_Stored items_

•••••

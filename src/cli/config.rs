//! `osqsh config` - settings file helpers

use std::io::Write;
use std::path::{Path, PathBuf};

use anyhow::{bail, Result};
use clap::{Args, Subcommand};

use crate::settings::Settings;

#[derive(Args, Debug)]
pub struct ConfigArgs {
    #[command(subcommand)]
    pub action: ConfigAction,
}

#[derive(Subcommand, Debug)]
pub enum ConfigAction {
    /// Print the settings file location
    Path,

    /// Print the effective settings
    Show,

    /// Write a settings file with the defaults
    Init {
        /// Overwrite an existing file
        #[arg(long)]
        force: bool,
    },
}

fn settings_path(explicit: Option<&Path>) -> Result<PathBuf> {
    match explicit {
        Some(path) => Ok(path.to_path_buf()),
        None => Ok(Settings::default_path()?),
    }
}

pub fn run(args: ConfigArgs, explicit: Option<&Path>, out: &mut dyn Write) -> Result<()> {
    match args.action {
        ConfigAction::Path => {
            writeln!(out, "{}", settings_path(explicit)?.display())?;
        }
        ConfigAction::Show => {
            let settings = Settings::load(explicit)?;
            writeln!(out, "{}", serde_json::to_string_pretty(&settings)?)?;
        }
        ConfigAction::Init { force } => {
            let path = settings_path(explicit)?;
            if path.exists() && !force {
                bail!(
                    "{} already exists, pass --force to overwrite it",
                    path.display()
                );
            }
            Settings::default().save(&path)?;
            tracing::info!("wrote default settings to {}", path.display());
            writeln!(out, "Wrote {}", path.display())?;
        }
    }
    Ok(())
}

•••••

_WHAT THIS TASK INVOLVES_
Transcribe each line of the data above, unaltered, from the one where "settings file helpers" appears to the one where "#[derive(Subcommand, Debug)]" appears, inclusive of both.

_RESPONSE TO THE TASK_
//! `osqsh config` - settings file helpers

use std::io::Write;
use std::path::{Path, PathBuf};

use anyhow::{bail, Result};
use clap::{Args, Subcommand};

use crate::settings::Settings;

#[derive(Args, Debug)]
pub struct ConfigArgs {
    #[command(subcommand)]
    pub action: ConfigAction,
}

#[derive(Subcommand, Debug)]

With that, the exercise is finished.